I cavalli nitrivano al suono del tamburo.
Con il suo abito da re, la spada e il cappello, si avviò verso un viaggio che non ebbe più ritorno.

La regina ebbe voce:
“Oh mio re attenderti è stato prezioso
ma gli anni passati sono già
e i capelli hanno raccolto tutta la neve
che gli inverni posarono nel viaggio degli anni.
Mi fu detto della tua morte
ma io ancora aspettarti dovrò
nel palazzo dove le piogge non cadono
e il sole è un diadema lontano.
Oh mio re io qui resterò
a far degli anni il conto
e a misurare la bellezza che più non mi donasti
e con la nostalgia io compagnia mi farò”.

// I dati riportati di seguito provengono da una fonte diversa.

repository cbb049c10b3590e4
use std::sync::Arc;

use crate::application::config::{ConfigStore, PluginConfiguration};
use crate::application::ports::HostError;
use crate::application::services::{CommandArgs, CommandResponse, VoiceCommand};
use crate::domain::PLUGIN_ID;
use crate::presentation::state::AppState;

/// Lifecycle callbacks the host invokes outside of HTTP.
pub struct PluginHooks {
    config: Arc<ConfigStore>,
    voice_command: Arc<VoiceCommand>,
}

impl PluginHooks {
    pub fn new(state: &AppState) -> Self {
        Self {
            config: Arc::clone(&state.config),
            voice_command: Arc::clone(&state.voice_command),
        }
    }

    pub async fn on_activate(&self, configuration: PluginConfiguration) -> Result<(), HostError> {
        self.config.replace(configuration);
        self.voice_command.register().await?;
        tracing::info!(
            plugin_id = PLUGIN_ID,
            version = env!("CARGO_PKG_VERSION"),
            "Voice Message plugin activated"
        );
        Ok(())
    }

    pub async fn on_deactivate(&self) {
        self.voice_command.unregister().await;
        tracing::info!(plugin_id = PLUGIN_ID, "Voice Message plugin deactivated");
    }

    pub fn on_configuration_change(&self, configuration: PluginConfiguration) {
        self.config.replace(configuration);
        let current = self.config.snapshot();
        tracing::info!(
            transcription = current.transcription_enabled(),
            auto_transcribe = current.auto_transcribe_enabled(),
            provider = %current.provider(),
            "Configuration updated"
        );
    }

    pub async fn execute_command(&self, args: &CommandArgs) -> CommandResponse {
        self.voice_command.execute(args).await
    }
}
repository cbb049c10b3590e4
pub mod application;
pub mod domain;
pub mod infrastructure;
pub mod presentation;
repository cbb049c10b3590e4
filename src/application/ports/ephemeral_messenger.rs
use async_trait::async_trait;

use crate::domain::{ChannelId, PostId, UserId};

use super::HostError;

/// Posts visible only to one user and never persisted in the channel.
#[async_trait]
pub trait EphemeralMessenger: Send + Sync {
    async fn send_ephemeral(
        &self,
        user_id: &UserId,
        channel_id: &ChannelId,
        message: &str,
    ) -> Result<PostId, HostError>;

    async fn update_ephemeral(
        &self,
        user_id: &UserId,
        post_id: &PostId,
        channel_id: &ChannelId,
        message: &str,
    ) -> Result<(), HostError>;

    async fn delete_ephemeral(&self, user_id: &UserId, post_id: &PostId) -> Result<(), HostError>;
}
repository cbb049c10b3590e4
mod body_preview;
mod init_tracing;
mod request_id;
mod tracing_config;

pub use body_preview::preview;
pub use init_tracing::init_tracing;
pub use request_id::{REQUEST_ID_HEADER, RequestId, SESSION_USER_HEADER, request_id_middleware};
pub use tracing_config::{DEFAULT_LOG_FILTER, TracingConfig};
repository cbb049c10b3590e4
use async_trait::async_trait;

use super::HostError;

#[derive(Debug, Clone, PartialEq, Eq)]
pub struct CommandDefinition {
    pub trigger: String,
    pub display_name: String,
    pub auto_complete: bool,
    pub auto_complete_desc: String,
    pub auto_complete_hint: String,
}

#[async_trait]
pub trait CommandRegistry: Send + Sync {
    async fn register_command(&self, command: CommandDefinition) -> Result<(), HostError>;

    async fn unregister_command(&self, trigger: &str) -> Result<(), HostError>;
}
mod environment;
mod settings;

pub use environment::Environment;
pub use settings::{HostSettings, LoggingSettings, ServerSettings, Settings, SettingsError};
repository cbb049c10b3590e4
use voice_message::application::config::{ConfigStore, PluginConfiguration};
use voice_message::domain::{DEEPINFRA_ENDPOINT, OPENAI_ENDPOINT, TranscriptionProvider};

#[test]
fn given_empty_settings_when_resolving_then_uses_defaults() {
    let config = PluginConfiguration::default();

    assert_eq!(config.max_recording_duration_seconds(), 600);
    assert_eq!(config.max_file_size_bytes(), 50 * 1024 * 1024);
    assert_eq!(config.mobile_token_ttl_seconds(), 900);
    assert_eq!(config.transcription_max_duration_seconds(), 300);
    assert_eq!(config.allowed_roles(), "all");
    assert_eq!(config.provider(), TranscriptionProvider::DeepInfra);
    assert_eq!(config.transcription_endpoint(), DEEPINFRA_ENDPOINT);
    assert_eq!(config.transcription_model(), "openai/whisper-large-v3-turbo");
    assert!(!config.transcription_enabled());
    assert!(!config.auto_transcribe_enabled());
}

#[test]
fn given_malformed_or_negative_numbers_when_resolving_then_falls_back_silently() {
    let config = PluginConfiguration {
        max_recording_duration_seconds: "ten minutes".to_string(),
        max_file_size_mb: "0".to_string(),
        mobile_token_ttl_seconds: "-5".to_string(),
        transcription_max_duration_seconds: "12.5".to_string(),
        ..Default::default()
    };

    assert_eq!(config.max_recording_duration_seconds(), 600);
    assert_eq!(config.max_file_size_bytes(), 50 * 1024 * 1024);
    assert_eq!(config.mobile_token_ttl_seconds(), 900);
    assert_eq!(config.transcription_max_duration_seconds(), 300);
}

#[test]
fn given_valid_numbers_when_resolving_then_uses_them() {
    let config = PluginConfiguration {
        max_recording_duration_seconds: " 120 ".to_string(),
        max_file_size_mb: "5".to_string(),
        transcription_max_duration_seconds: "0".to_string(),
        ..Default::default()
    };

    assert_eq!(config.max_recording_duration_seconds(), 120);
    assert_eq!(config.max_file_size_bytes(), 5 * 1024 * 1024);
    assert_eq!(config.transcription_max_duration_seconds(), 0);
}

#[test]
fn given_custom_provider_when_resolving_endpoint_then_uses_trimmed_service_url() {
    let config = PluginConfiguration {
        transcription_provider: "Custom".to_string(),
        transcription_service_url: "  https://stt.internal/v1/audio/transcriptions ".to_string(),
        ..Default::default()
    };

    assert_eq!(
        config.transcription_endpoint(),
        "https://stt.internal/v1/audio/transcriptions"
    );
}

#[test]
fn given_custom_provider_without_url_when_resolving_then_endpoint_is_empty() {
    let config = PluginConfiguration {
        transcription_provider: "custom".to_string(),
        ..Default::default()
    };

    assert_eq!(config.transcription_endpoint(), "");
}

#[test]
fn given_unknown_provider_when_resolving_then_deepinfra_endpoint_and_shape() {
    let config = PluginConfiguration {
        transcription_provider: "whisper.cpp".to_string(),
        transcription_service_url: "http://ignored".to_string(),
        ..Default::default()
    };

    let resolved = config.transcription_config();

    assert_eq!(resolved.provider, TranscriptionProvider::DeepInfra);
    assert_eq!(resolved.endpoint, DEEPINFRA_ENDPOINT);
}

#[test]
fn given_host_pascal_case_payload_when_deserializing_then_fields_are_read() {
    let payload = r#"{
        "MaxRecordingDurationSeconds": "90",
        "AllowedRoles": "system_admin",
        "EnableTranscription": true,
        "TranscriptionProvider": "openai",
        "TranscriptionAPIKey": " sk-0123456789 ",
        "AutoTranscribe": true
    }"#;

    let config: PluginConfiguration = serde_json::from_str(payload).unwrap();

    assert_eq!(config.max_recording_duration_seconds(), 90);
    assert_eq!(config.allowed_roles(), "system_admin");
    assert_eq!(config.transcription_endpoint(), OPENAI_ENDPOINT);
    assert_eq!(config.api_key(), "sk-0123456789");
    assert!(config.auto_transcribe_enabled());
}

#[test]
fn given_auto_transcribe_without_key_when_checking_then_disabled() {
    let config = PluginConfiguration {
        enable_transcription: true,
        auto_transcribe: true,
        transcription_api_key: "   ".to_string(),
        ..Default::default()
    };

    assert!(!config.auto_transcribe_enabled());
}

#[test]
fn given_configuration_when_debug_formatting_then_key_is_redacted() {
    let config = PluginConfiguration {
        transcription_api_key: "sk-super-secret-key".to_string(),
        ..Default::default()
    };

    let rendered = format!("{:?} {:?}", config, config.transcription_config());

    assert!(!rendered.contains("sk-super-secret-key"));
}

#[test]
fn given_snapshot_when_store_replaced_then_old_snapshot_is_unchanged() {
    let store = ConfigStore::default();
    let before = store.snapshot();

    store.replace(PluginConfiguration {
        max_recording_duration_seconds: "30".to_string(),
        ..Default::default()
    });

    assert_eq!(before.max_recording_duration_seconds(), 600);
    assert_eq!(store.snapshot().max_recording_duration_seconds(), 30);
}
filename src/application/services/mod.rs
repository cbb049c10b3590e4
mod access_policy;
mod auto_transcriber;
mod mobile_token_service;
mod mobile_upload_service;
mod transcription_service;
mod upload_service;
mod voice_command;

pub use access_policy::AccessPolicy;
pub use auto_transcriber::{AUTO_TRANSCRIBE_SLOTS, AutoTranscriber, DEFAULT_SETTLE_DELAY};
pub use mobile_token_service::{MOBILE_TOKEN_KEY_PREFIX, MobileTokenError, MobileTokenService};
pub use mobile_upload_service::{
    EPHEMERAL_CONFIRMATION_TTL, MobileUploadError, MobileUploadReceipt, MobileUploadService,
};
pub use transcription_service::{TranscribePostError, TranscriptOutcome, TranscriptionService};
pub use upload_service::{UploadError, UploadService, UploadedVoiceMessage, VoiceUpload, voice_filename};
pub use voice_command::{CommandArgs, CommandResponse, ResponseType, VOICE_TRIGGERS, VoiceCommand};
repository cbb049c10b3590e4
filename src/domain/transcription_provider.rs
use std::fmt;

pub const DEEPINFRA_ENDPOINT: &str =
    "https://api.deepinfra.com/v1/inference/openai/whisper-large-v3-turbo";
pub const OPENAI_ENDPOINT: &str = "https://api.openai.com/v1/audio/transcriptions";

/// Speech-to-text API shapes the plugin can talk to.
#[derive(Debug, Clone, Copy, PartialEq, Eq, Hash, Default)]
pub enum TranscriptionProvider {
    /// DeepInfra inference endpoint; the model is part of the URL.
    #[default]
    DeepInfra,
    OpenAi,
    /// Operator-supplied OpenAI-compatible endpoint.
    Custom,
}

impl TranscriptionProvider {
    /// Resolves the configured provider name. Empty or unknown names fall back to DeepInfra.
    pub fn from_setting(raw: &str) -> Self {
        match raw.trim().to_lowercase().as_str() {
            "openai" => Self::OpenAi,
            "custom" => Self::Custom,
            _ => Self::DeepInfra,
        }
    }

    pub fn as_str(&self) -> &'static str {
        match self {
            Self::DeepInfra => "deepinfra",
            Self::OpenAi => "openai",
            Self::Custom => "custom",
        }
    }

    /// Fixed endpoint for built-in providers; `None` for custom.
    pub fn builtin_endpoint(&self) -> Option<&'static str> {
        match self {
            Self::DeepInfra => Some(DEEPINFRA_ENDPOINT),
            Self::OpenAi => Some(OPENAI_ENDPOINT),
            Self::Custom => None,
        }
    }

    /// Multipart field carrying the audio payload.
    pub fn audio_field(&self) -> &'static str {
        match self {
            Self::DeepInfra => "audio",
            Self::OpenAi | Self::Custom => "file",
        }
    }

    /// Whether `model` and `response_format` accompany the audio part.
    pub fn sends_model_fields(&self) -> bool {
        !matches!(self, Self::DeepInfra)
    }
}

impl fmt::Display for TranscriptionProvider {
    fn fmt(&self, f: &mut fmt::Formatter<'_>) -> fmt::Result {
        write!(f, "{}", self.as_str())
    }
}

La regina attese per tanti lustri ed epoche l’arrivo del re, ma il re più non arrivò.
Si era perso nel suo ultimo viaggio tra i deserti che portano i popoli dall’Oriente all’Occidente.
Nella gelida tempesta dove i deserti incontrano i mari.
E i mari conoscono i naufragi.
Ma tutto vive per morire.
La vita si consegna alla morte con il sorriso.
In una tempesta di sabbia tutto diventò vento e sabbia.
Arrivò un giorno che non si seppe più nulla.

Il palazzo era invecchiato.
La regina si fece rinchiudere in una stanza che aveva una sola bifora, dalla quale si ascoltavano non le voci, ma gli echi e non si vedeva altro se non le ombre in lontananza.
Forse c’era una volta una regina che attese il re che non fece ritorno…
Forse la regina volle raccogliere il silenzio e la solitudine.



Prima che il re partisse le aveva detto:
“Quando tornerò, tornerò con una rosa
e se non dovessi tornare ti invierò il silenzio
e nel silenzio la mia voce raccoglierai
perché sarà voce di solitudine”.
Forse è vero o forse si narra.
Ciò che si narra molto si dimentica e poco resta nel paesaggio delle tradizioni.
Ma c’erano una volta un re e una regina
e il re dopo un viaggio non ritornò e la regina rimase chiusa nel suo palazzo fino a quando non giunse un’aquila e la portò in cima al monte Ararat.
Ed è in quel momento che caddero tre stelle.
La prima per chi ha saputo attendere.
La seconda per chi non ha trovato il ritorno.
La terza per chi non si pone altre domande.

Questa è la via, ampia come una piazza e stretta come un vicolo chiuso, ma non c’è solo questa.
Io cammino sulla mia e tu se vuoi puoi seguirmi, altrimenti ti auguro che la tua via vada sempre verso il sole.
Forse si continuerà ancora a raccontare… per conoscere bisognerà avere sempre pazienza…



La voce della regina si ascolta dal monte Ararat:
“Cullo le parole per fare delle parole un testamento
e quando le parole saranno scritte
io partirò come il mio re
per fare di questa storia una leggenda”.

Se questo è il destino io ho già detto ciò che potevo e forse in un tempo che non sarà domani dire potrò ciò che volevo.